Segment Start: Supplied material
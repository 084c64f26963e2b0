//! Character formatting attributes carried by every run.
//!
//! `Style` is a plain value type: equality is structural (`PartialEq`), while
//! `same_format` is the looser comparison used when deciding whether typed
//! text may extend the previous run (font size compared within
//! `FONT_SIZE_EPSILON`).

use std::fmt;
use std::str::FromStr;
use thiserror::Error;

/// Tolerance applied to font sizes by `Style::same_format`.
pub const FONT_SIZE_EPSILON: f64 = 1e-2;

/// Default family used when no configuration overrides it.
pub const DEFAULT_FONT_FAMILY: &str = "Calibri";

/// Default font size in pixels.
pub const DEFAULT_FONT_SIZE: f64 = 14.0;

#[derive(Debug, Clone, Copy, Default, PartialEq, Eq, Hash)]
pub enum Weight {
    #[default]
    Normal,
    Bold,
}

#[derive(Debug, Clone, Copy, Default, PartialEq, Eq, Hash)]
pub enum Slant {
    #[default]
    Normal,
    Italic,
}

/// Horizontal paragraph alignment.
#[derive(Debug, Clone, Copy, Default, PartialEq, Eq, Hash)]
pub enum Alignment {
    #[default]
    Left,
    Center,
    Right,
}

impl FromStr for Alignment {
    type Err = StyleParseError;

    fn from_str(s: &str) -> Result<Self, Self::Err> {
        match s.trim().to_ascii_lowercase().as_str() {
            "left" => Ok(Alignment::Left),
            "center" | "centre" => Ok(Alignment::Center),
            "right" => Ok(Alignment::Right),
            _ => Err(StyleParseError::Unknown(s.to_string())),
        }
    }
}

/// Straight (non-premultiplied) RGBA color.
#[derive(Debug, Clone, Copy, PartialEq, Eq, Hash)]
pub struct Color {
    pub r: u8,
    pub g: u8,
    pub b: u8,
    pub a: u8,
}

#[derive(Debug, Clone, PartialEq, Eq, Error)]
pub enum StyleParseError {
    #[error("empty style value")]
    Empty,
    #[error("invalid hex color `{0}`")]
    InvalidHex(String),
    #[error("unknown value `{0}`")]
    Unknown(String),
}

impl Color {
    pub const BLACK: Color = Color::rgb(0, 0, 0);
    pub const WHITE: Color = Color::rgb(255, 255, 255);

    pub const fn rgb(r: u8, g: u8, b: u8) -> Self {
        Self { r, g, b, a: 255 }
    }

    pub const fn rgba(r: u8, g: u8, b: u8, a: u8) -> Self {
        Self { r, g, b, a }
    }

    pub fn is_transparent(&self) -> bool {
        self.a == 0
    }

    /// Parse `#RGB`, `#RRGGBB`, `#AARRGGBB` or a named color.
    pub fn parse(value: &str) -> Result<Self, StyleParseError> {
        let value = value.trim();
        if value.is_empty() {
            return Err(StyleParseError::Empty);
        }
        if let Some(hex) = value.strip_prefix('#') {
            return Self::parse_hex(hex).ok_or_else(|| StyleParseError::InvalidHex(value.into()));
        }
        Self::named(value).ok_or_else(|| StyleParseError::Unknown(value.into()))
    }

    /// Parse a background color where `Transparent` means "none".
    pub fn parse_background(value: &str) -> Result<Option<Self>, StyleParseError> {
        let color = Self::parse(value)?;
        Ok((!color.is_transparent()).then_some(color))
    }

    fn parse_hex(hex: &str) -> Option<Self> {
        let nibble = |i: usize| u8::from_str_radix(hex.get(i..i + 1)?, 16).ok();
        let byte = |i: usize| u8::from_str_radix(hex.get(i..i + 2)?, 16).ok();
        match hex.len() {
            3 => Some(Self::rgb(
                nibble(0)? * 17,
                nibble(1)? * 17,
                nibble(2)? * 17,
            )),
            6 => Some(Self::rgb(byte(0)?, byte(2)?, byte(4)?)),
            8 => Some(Self::rgba(byte(2)?, byte(4)?, byte(6)?, byte(0)?)),
            _ => None,
        }
    }

    fn named(name: &str) -> Option<Self> {
        let color = match name.to_ascii_lowercase().as_str() {
            "black" => Self::BLACK,
            "white" => Self::WHITE,
            "red" => Self::rgb(255, 0, 0),
            "green" => Self::rgb(0, 128, 0),
            "blue" => Self::rgb(0, 0, 255),
            "yellow" => Self::rgb(255, 255, 0),
            "orange" => Self::rgb(255, 165, 0),
            "purple" => Self::rgb(128, 0, 128),
            "gray" | "grey" => Self::rgb(128, 128, 128),
            "transparent" => Self::rgba(255, 255, 255, 0),
            _ => return None,
        };
        Some(color)
    }
}

impl Default for Color {
    fn default() -> Self {
        Self::BLACK
    }
}

impl fmt::Display for Color {
    fn fmt(&self, f: &mut fmt::Formatter<'_>) -> fmt::Result {
        if self.a == 255 {
            write!(f, "#{:02X}{:02X}{:02X}", self.r, self.g, self.b)
        } else {
            write!(f, "#{:02X}{:02X}{:02X}{:02X}", self.a, self.r, self.g, self.b)
        }
    }
}

impl FromStr for Color {
    type Err = StyleParseError;

    fn from_str(s: &str) -> Result<Self, Self::Err> {
        Self::parse(s)
    }
}

/// Full attribute set of a run (and of the pending typing style).
#[derive(Debug, Clone, PartialEq)]
pub struct Style {
    pub weight: Weight,
    pub slant: Slant,
    pub underline: bool,
    pub strikethrough: bool,
    pub foreground: Color,
    pub background: Option<Color>,
    pub font_family: String,
    /// Always positive; setters clamp.
    pub font_size: f64,
}

impl Default for Style {
    fn default() -> Self {
        Self {
            weight: Weight::Normal,
            slant: Slant::Normal,
            underline: false,
            strikethrough: false,
            foreground: Color::BLACK,
            background: None,
            font_family: DEFAULT_FONT_FAMILY.to_string(),
            font_size: DEFAULT_FONT_SIZE,
        }
    }
}

impl Style {
    pub fn is_bold(&self) -> bool {
        self.weight == Weight::Bold
    }

    pub fn is_italic(&self) -> bool {
        self.slant == Slant::Italic
    }

    pub fn set_bold(&mut self, bold: bool) {
        self.weight = if bold { Weight::Bold } else { Weight::Normal };
    }

    pub fn set_italic(&mut self, italic: bool) {
        self.slant = if italic { Slant::Italic } else { Slant::Normal };
    }

    /// Set the font size, ignoring non-finite or non-positive values.
    pub fn set_font_size(&mut self, size: f64) {
        if size.is_finite() && size > 0.0 {
            self.font_size = size;
        }
    }

    /// Format comparison used by the typing merge optimization.
    pub fn same_format(&self, other: &Style) -> bool {
        self.weight == other.weight
            && self.slant == other.slant
            && self.underline == other.underline
            && self.strikethrough == other.strikethrough
            && self.foreground == other.foreground
            && self.background == other.background
            && self.font_family == other.font_family
            && (self.font_size - other.font_size).abs() < FONT_SIZE_EPSILON
    }
}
Segment End: Supplied material
### Work order:
The records above are to be written out again word for word.

### Output of the exercise:
repository 084c64f26963e2b0
//! Character formatting attributes carried by every run.
//!
//! `Style` is a plain value type: equality is structural (`PartialEq`), while
//! `same_format` is the looser comparison used when deciding whether typed
//! text may extend the previous run (font size compared within
//! `FONT_SIZE_EPSILON`).

use std::fmt;
use std::str::FromStr;
use thiserror::Error;

/// Tolerance applied to font sizes by `Style::same_format`.
pub const FONT_SIZE_EPSILON: f64 = 1e-2;

/// Default family used when no configuration overrides it.
pub const DEFAULT_FONT_FAMILY: &str = "Calibri";

/// Default font size in pixels.
pub const DEFAULT_FONT_SIZE: f64 = 14.0;

#[derive(Debug, Clone, Copy, Default, PartialEq, Eq, Hash)]
pub enum Weight {
    #[default]
    Normal,
    Bold,
}

#[derive(Debug, Clone, Copy, Default, PartialEq, Eq, Hash)]
pub enum Slant {
    #[default]
    Normal,
    Italic,
}

/// Horizontal paragraph alignment.
#[derive(Debug, Clone, Copy, Default, PartialEq, Eq, Hash)]
pub enum Alignment {
    #[default]
    Left,
    Center,
    Right,
}

impl FromStr for Alignment {
    type Err = StyleParseError;

    fn from_str(s: &str) -> Result<Self, Self::Err> {
        match s.trim().to_ascii_lowercase().as_str() {
            "left" => Ok(Alignment::Left),
            "center" | "centre" => Ok(Alignment::Center),
            "right" => Ok(Alignment::Right),
            _ => Err(StyleParseError::Unknown(s.to_string())),
        }
    }
}

/// Straight (non-premultiplied) RGBA color.
#[derive(Debug, Clone, Copy, PartialEq, Eq, Hash)]
pub struct Color {
    pub r: u8,
    pub g: u8,
    pub b: u8,
    pub a: u8,
}

#[derive(Debug, Clone, PartialEq, Eq, Error)]
pub enum StyleParseError {
    #[error("empty style value")]
    Empty,
    #[error("invalid hex color `{0}`")]
    InvalidHex(String),
    #[error("unknown value `{0}`")]
    Unknown(String),
}

impl Color {
    pub const BLACK: Color = Color::rgb(0, 0, 0);
    pub const WHITE: Color = Color::rgb(255, 255, 255);

    pub const fn rgb(r: u8, g: u8, b: u8) -> Self {
        Self { r, g, b, a: 255 }
    }

    pub const fn rgba(r: u8, g: u8, b: u8, a: u8) -> Self {
        Self { r, g, b, a }
    }

    pub fn is_transparent(&self) -> bool {
        self.a == 0
    }

    /// Parse `#RGB`, `#RRGGBB`, `#AARRGGBB` or a named color.
    pub fn parse(value: &str) -> Result<Self, StyleParseError> {
        let value = value.trim();
        if value.is_empty() {
            return Err(StyleParseError::Empty);
        }
        if let Some(hex) = value.strip_prefix('#') {
            return Self::parse_hex(hex).ok_or_else(|| StyleParseError::InvalidHex(value.into()));
        }
        Self::named(value).ok_or_else(|| StyleParseError::Unknown(value.into()))
    }

    /// Parse a background color where `Transparent` means "none".
    pub fn parse_background(value: &str) -> Result<Option<Self>, StyleParseError> {
        let color = Self::parse(value)?;
        Ok((!color.is_transparent()).then_some(color))
    }

    fn parse_hex(hex: &str) -> Option<Self> {
        let nibble = |i: usize| u8::from_str_radix(hex.get(i..i + 1)?, 16).ok();
        let byte = |i: usize| u8::from_str_radix(hex.get(i..i + 2)?, 16).ok();
        match hex.len() {
            3 => Some(Self::rgb(
                nibble(0)? * 17,
                nibble(1)? * 17,
                nibble(2)? * 17,
            )),
            6 => Some(Self::rgb(byte(0)?, byte(2)?, byte(4)?)),
            8 => Some(Self::rgba(byte(2)?, byte(4)?, byte(6)?, byte(0)?)),
            _ => None,
        }
    }

    fn named(name: &str) -> Option<Self> {
        let color = match name.to_ascii_lowercase().as_str() {
            "black" => Self::BLACK,
            "white" => Self::WHITE,
            "red" => Self::rgb(255, 0, 0),
            "green" => Self::rgb(0, 128, 0),
            "blue" => Self::rgb(0, 0, 255),
            "yellow" => Self::rgb(255, 255, 0),
            "orange" => Self::rgb(255, 165, 0),
            "purple" => Self::rgb(128, 0, 128),
            "gray" | "grey" => Self::rgb(128, 128, 128),
            "transparent" => Self::rgba(255, 255, 255, 0),
            _ => return None,
        };
        Some(color)
    }
}

impl Default for Color {
    fn default() -> Self {
        Self::BLACK
    }
}

impl fmt::Display for Color {
    fn fmt(&self, f: &mut fmt::Formatter<'_>) -> fmt::Result {
        if self.a == 255 {
            write!(f, "#{:02X}{:02X}{:02X}", self.r, self.g, self.b)
        } else {
            write!(f, "#{:02X}{:02X}{:02X}{:02X}", self.a, self.r, self.g, self.b)
        }
    }
}

impl FromStr for Color {
    type Err = StyleParseError;

    fn from_str(s: &str) -> Result<Self, Self::Err> {
        Self::parse(s)
    }
}

/// Full attribute set of a run (and of the pending typing style).
#[derive(Debug, Clone, PartialEq)]
pub struct Style {
    pub weight: Weight,
    pub slant: Slant,
    pub underline: bool,
    pub strikethrough: bool,
    pub foreground: Color,
    pub background: Option<Color>,
    pub font_family: String,
    /// Always positive; setters clamp.
    pub font_size: f64,
}

impl Default for Style {
    fn default() -> Self {
        Self {
            weight: Weight::Normal,
            slant: Slant::Normal,
            underline: false,
            strikethrough: false,
            foreground: Color::BLACK,
            background: None,
            font_family: DEFAULT_FONT_FAMILY.to_string(),
            font_size: DEFAULT_FONT_SIZE,
        }
    }
}

impl Style {
    pub fn is_bold(&self) -> bool {
        self.weight == Weight::Bold
    }

    pub fn is_italic(&self) -> bool {
        self.slant == Slant::Italic
    }

    pub fn set_bold(&mut self, bold: bool) {
        self.weight = if bold { Weight::Bold } else { Weight::Normal };
    }

    pub fn set_italic(&mut self, italic: bool) {
        self.slant = if italic { Slant::Italic } else { Slant::Normal };
    }

    /// Set the font size, ignoring non-finite or non-positive values.
    pub fn set_font_size(&mut self, size: f64) {
        if size.is_finite() && size > 0.0 {
            self.font_size = size;
        }
    }

    /// Format comparison used by the typing merge optimization.
    pub fn same_format(&self, other: &Style) -> bool {
        self.weight == other.weight
            && self.slant == other.slant
            && self.underline == other.underline
            && self.strikethrough == other.strikethrough
            && self.foreground == other.foreground
            && self.background == other.background
            && self.font_family == other.font_family
            && (self.font_size - other.font_size).abs() < FONT_SIZE_EPSILON
    }
}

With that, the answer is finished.